The market for tax-exempt municipal bonds bounced around Wednesday before the Federal Reserve's announcement that it would slow its policy of quantitative easing sent yields higher at the end of the day.
The Fed will "modestly reduce the pace of its asset purchases," the Federal Open Market Committee said in a statement released Wednesday following a two-day meeting.
Beginning in January, the Fed will buy longer-term Treasuries at a rate of $40 billion per month and mortgage-backed securities at a rate of $35 billion per month, compared with the current rate of $45 billion and $40 billion, respectively.
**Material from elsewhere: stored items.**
use sqlx::PgPool;

use crate::db::models::ActivityFile;
use crate::db::types::ActivityCategory;

const COLUMNS: &str = "\
    id, course_id, category, points, deadline, description, file_name, file_path, \
    file_size, file_type, uploaded_by, uploaded_at";

pub(crate) struct CreateActivityFile<'a> {
    pub(crate) id: &'a str,
    pub(crate) course_id: &'a str,
    pub(crate) category: ActivityCategory,
    pub(crate) points: Option<i32>,
    pub(crate) deadline: Option<time::PrimitiveDateTime>,
    pub(crate) description: Option<&'a str>,
    pub(crate) file_name: &'a str,
    pub(crate) file_path: &'a str,
    pub(crate) file_size: i64,
    pub(crate) file_type: &'a str,
    pub(crate) uploaded_by: &'a str,
    pub(crate) uploaded_at: time::PrimitiveDateTime,
}

pub(crate) async fn create(
    executor: impl sqlx::PgExecutor<'_>,
    params: CreateActivityFile<'_>,
) -> Result<ActivityFile, sqlx::Error> {
    sqlx::query_as::<_, ActivityFile>(&format!(
        "INSERT INTO activity_files (
            id, course_id, category, points, deadline, description, file_name, file_path,
            file_size, file_type, uploaded_by, uploaded_at
         ) VALUES ($1,$2,$3,$4,$5,$6,$7,$8,$9,$10,$11,$12)
         RETURNING {COLUMNS}"
    ))
    .bind(params.id)
    .bind(params.course_id)
    .bind(params.category)
    .bind(params.points)
    .bind(params.deadline)
    .bind(params.description)
    .bind(params.file_name)
    .bind(params.file_path)
    .bind(params.file_size)
    .bind(params.file_type)
    .bind(params.uploaded_by)
    .bind(params.uploaded_at)
    .fetch_one(executor)
    .await
}

pub(crate) async fn find_in_course(
    pool: &PgPool,
    course_id: &str,
    activity_id: &str,
) -> Result<Option<ActivityFile>, sqlx::Error> {
    sqlx::query_as::<_, ActivityFile>(&format!(
        "SELECT {COLUMNS} FROM activity_files WHERE id = $1 AND course_id = $2"
    ))
    .bind(activity_id)
    .bind(course_id)
    .fetch_optional(pool)
    .await
}

pub(crate) async fn list_for_course(
    pool: &PgPool,
    course_id: &str,
    category: Option<ActivityCategory>,
) -> Result<Vec<ActivityFile>, sqlx::Error> {
    sqlx::query_as::<_, ActivityFile>(&format!(
        "SELECT {COLUMNS} FROM activity_files
         WHERE course_id = $1 AND ($2::activitycategory IS NULL OR category = $2)
         ORDER BY uploaded_at DESC"
    ))
    .bind(course_id)
    .bind(category)
    .fetch_all(pool)
    .await
}

/// Max points of every graded (`activity`) definition in the course.
pub(crate) async fn list_graded_points(
    pool: &PgPool,
    course_id: &str,
) -> Result<Vec<Option<i32>>, sqlx::Error> {
    sqlx::query_scalar("SELECT points FROM activity_files WHERE course_id = $1 AND category = $2")
        .bind(course_id)
        .bind(ActivityCategory::Activity)
        .fetch_all(pool)
        .await
}
use sqlx::PgPool;

use crate::db::models::Enrollment;

const COLUMNS: &str = "id, course_id, student_id, enrolled_at";

#[derive(Debug, Clone, sqlx::FromRow)]
pub(crate) struct EnrolledStudent {
    pub(crate) enrollment_id: String,
    pub(crate) student_id: String,
    pub(crate) full_name: Option<String>,
    pub(crate) email: Option<String>,
    pub(crate) enrolled_at: time::PrimitiveDateTime,
}

pub(crate) async fn create(
    pool: &PgPool,
    id: &str,
    course_id: &str,
    student_id: &str,
    enrolled_at: time::PrimitiveDateTime,
) -> Result<Enrollment, sqlx::Error> {
    sqlx::query_as::<_, Enrollment>(&format!(
        "INSERT INTO enrollments (id, course_id, student_id, enrolled_at)
         VALUES ($1,$2,$3,$4)
         RETURNING {COLUMNS}"
    ))
    .bind(id)
    .bind(course_id)
    .bind(student_id)
    .bind(enrolled_at)
    .fetch_one(pool)
    .await
}

pub(crate) async fn is_student_enrolled_in_course(
    pool: &PgPool,
    course_id: &str,
    user_id: &str,
) -> Result<bool, sqlx::Error> {
    sqlx::query_scalar(
        "SELECT EXISTS(SELECT 1 FROM enrollments WHERE course_id = $1 AND student_id = $2)",
    )
    .bind(course_id)
    .bind(user_id)
    .fetch_one(pool)
    .await
}

pub(crate) async fn list_students(
    pool: &PgPool,
    course_id: &str,
) -> Result<Vec<EnrolledStudent>, sqlx::Error> {
    sqlx::query_as::<_, EnrolledStudent>(
        "SELECT e.id AS enrollment_id, e.student_id, p.full_name, p.email, e.enrolled_at
         FROM enrollments e
         JOIN profiles p ON p.id = e.student_id
         WHERE e.course_id = $1
         ORDER BY p.full_name NULLS LAST, e.enrolled_at",
    )
    .bind(course_id)
    .fetch_all(pool)
    .await
}

pub(crate) async fn list_student_ids(
    pool: &PgPool,
    course_id: &str,
) -> Result<Vec<String>, sqlx::Error> {
    sqlx::query_scalar("SELECT student_id FROM enrollments WHERE course_id = $1 ORDER BY enrolled_at")
        .bind(course_id)
        .fetch_all(pool)
        .await
}

pub(crate) async fn delete(
    pool: &PgPool,
    course_id: &str,
    enrollment_id: &str,
) -> Result<bool, sqlx::Error> {
    let result = sqlx::query("DELETE FROM enrollments WHERE id = $1 AND course_id = $2")
        .bind(enrollment_id)
        .bind(course_id)
        .execute(pool)
        .await?;
    Ok(result.rows_affected() > 0)
}
use sqlx::Row;

fn database_url() -> String {
    dotenvy::dotenv().ok();

    if let Ok(url) = std::env::var("DATABASE_URL") {
        if !url.trim().is_empty() {
            return url;
        }
    }

    let server = std::env::var("POSTGRES_SERVER").unwrap_or_else(|_| "localhost".into());
    let port = std::env::var("POSTGRES_PORT").unwrap_or_else(|_| "5432".into());
    let user = std::env::var("POSTGRES_USER").unwrap_or_else(|_| "trackademic".into());
    let password = std::env::var("POSTGRES_PASSWORD").unwrap_or_default();
    let db = std::env::var("POSTGRES_DB").unwrap_or_else(|_| "trackademic".into());

    format!("postgresql://{user}:{password}@{server}:{port}/{db}")
}

#[tokio::test]
async fn migrations_apply_and_tables_exist() -> anyhow::Result<()> {
    let pool =
        sqlx::postgres::PgPoolOptions::new().max_connections(1).connect(&database_url()).await?;

    let migrations_dir =
        std::env::var("TRACKADEMIC_MIGRATIONS_DIR").unwrap_or_else(|_| "migrations".to_string());
    let migrator = sqlx::migrate::Migrator::new(std::path::Path::new(&migrations_dir)).await?;
    migrator.run(&pool).await?;

    let tables = [
        "profiles",
        "courses",
        "enrollments",
        "parent_students",
        "activity_files",
        "activity_submissions",
        "sessions",
        "session_participants",
        "attendance",
        "notifications",
        "exam_scores",
    ];

    for table in tables {
        let row = sqlx::query("SELECT to_regclass($1)::text").bind(table).fetch_one(&pool).await?;
        let regclass: Option<String> = row.try_get(0)?;
        assert!(regclass.is_some(), "expected table {table} to exist after migrations");
    }

    let row = sqlx::query("SELECT to_regclass('ux_sessions_one_active_per_course')::text")
        .fetch_one(&pool)
        .await?;
    let index: Option<String> = row.try_get(0)?;
    assert!(index.is_some(), "single active session index missing");

    Ok(())
}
"They might as well just rip the Band-Aid off and do it," a trader in New York said. "We figured that it was going to eventually happen and honestly, what's the difference if they do it now or later? The Fed doesn't want yields to come off but they know it's going to happen so they needed to just bite the bullet."
Participants in the muni market have faced an ongoing threat of the Fed reducing its monthly asset purchase program since it first introduced the idea of tapering in the spring. Many traders agreed that the impact of a taper has already dented the municipal market, saying the actual onset of a taper may end up pushing yields just slightly higher.
"We priced it in over the past couple of weeks and back to May; now we're officially seeing its effect today and we're off anywhere between two to four basis points," the trader said.
Treasuries weakened across the curve Wednesday.
The benchmark 10-year jumped five basis points to 2.89% and the 30-year gained three basis points to 3.90%. The two-year yield rose two basis points to 0.34%, after rising as high as 0.36% earlier in the day.
"After the Fed taper announcement, markets remain steady," Interactive Data said in its daily report. "High yield was generally mixed to unchanged, while muni taxables saw some moderate secondary trading, with spreads generally unchanged as yields rose a few bps with benchmark yields."
Yields on the Municipal Market Data triple-A scale Monday were steady from 2014 to 2026, and lower on the long end of the curve. Bonds maturing between 2027 and 2040 saw yields drop as much as a basis point, and those maturing in 2041-2043 fell up to two basis points.
Yields on the Municipal Market Data triple-A scale Monday were largely unchanged throughout the curve, with yields on bonds with maturities in 2021 falling as much as one basis point.
"We sold off today and then we pushed back a little and at the end of the day we sold off again," a New York-based trader said. "We're seeing a slight bit more volume and a bunch of bid-wanteds out there the past week, making it a good buying opportunity right now."
The trader echoed others in the market who said a minor end-of-year selloff is occurring in munis as investors look to clean their portfolios of poorly performing bonds before the end of the year. Selling those losing bonds gives the portfolio a tax break, traders said.
Estimates for this week's volume show a lighter offering of new issues, with potential muni bond volume on the week expected to be $2.59 billion, according to data from Ipreo, The Bond Buyer and Thomson Reuters. That compared with $10.63 billion of sales in the week before.
The biggest deals of the week priced Tuesday, including $283 million of Guggenheim Securities LLC-led Pennsylvania parking revenue bonds and $112 million of Goldman, Sachs & Co-led El Paso, Texas, general obligation bonds.
RBC Capital Markets also priced $138.7 million of Colorado State University revenue bonds Tuesday afternoon that received final pricing Wednesday.
The bonds are enhanced by a state intercept program and have underlying ratings of Aa2 by Moody's Investors Service and AA-minus by Standard & Poor's Ratings Services.
Yields on the bonds ranged from 0.25% with a 3% coupon maturing in 2015 to 4.61% with a 5% coupon maturing in 2045. The bonds are callable at par in 2023.
Southwest Securities Inc. priced $97.2 million of tax-exempt and $23.1 million of taxable La Quinta redevelopment bonds that received final pricing Tuesday afternoon. The tax-exempt bonds were rated A-plus by S&P, while the taxable ones featured insurance by Assured Guaranty.
Yields on the tax-exempt bonds ranged from 0.38% with a 3% coupon in 2014 to 4.89% with a 4.75% coupon in 2033.
Also on Tuesday, E.J. De la Rosa & Co. priced $21 million of Orange County, Calif., bonds with yields ranging from 0.66% with a 3% coupon maturing in 2014 to 4.17% with a 5% coupon in 2023.
"Investment-grade credit spreads continued to tighten this week, most recently more than seven basis points tight of the November close, whereas high-yield spreads widened almost three basis points since last week's end," Lurie said.
Trades in the secondary market were weaker on Monday, according to data from Markit.
Temple University, Philadelphia, Health System revenue bonds maturing in 2042 with a 5.625% coupon gained a basis point to 6.95%, while University of Washington revenue bonds maturing in 2031 with a 5% coupon softened by three basis points to 2.04% San Juan County, N.M., school refunding bonds maturing in 2025 with a 3.25% coupon also rose three basis points to 3.33%.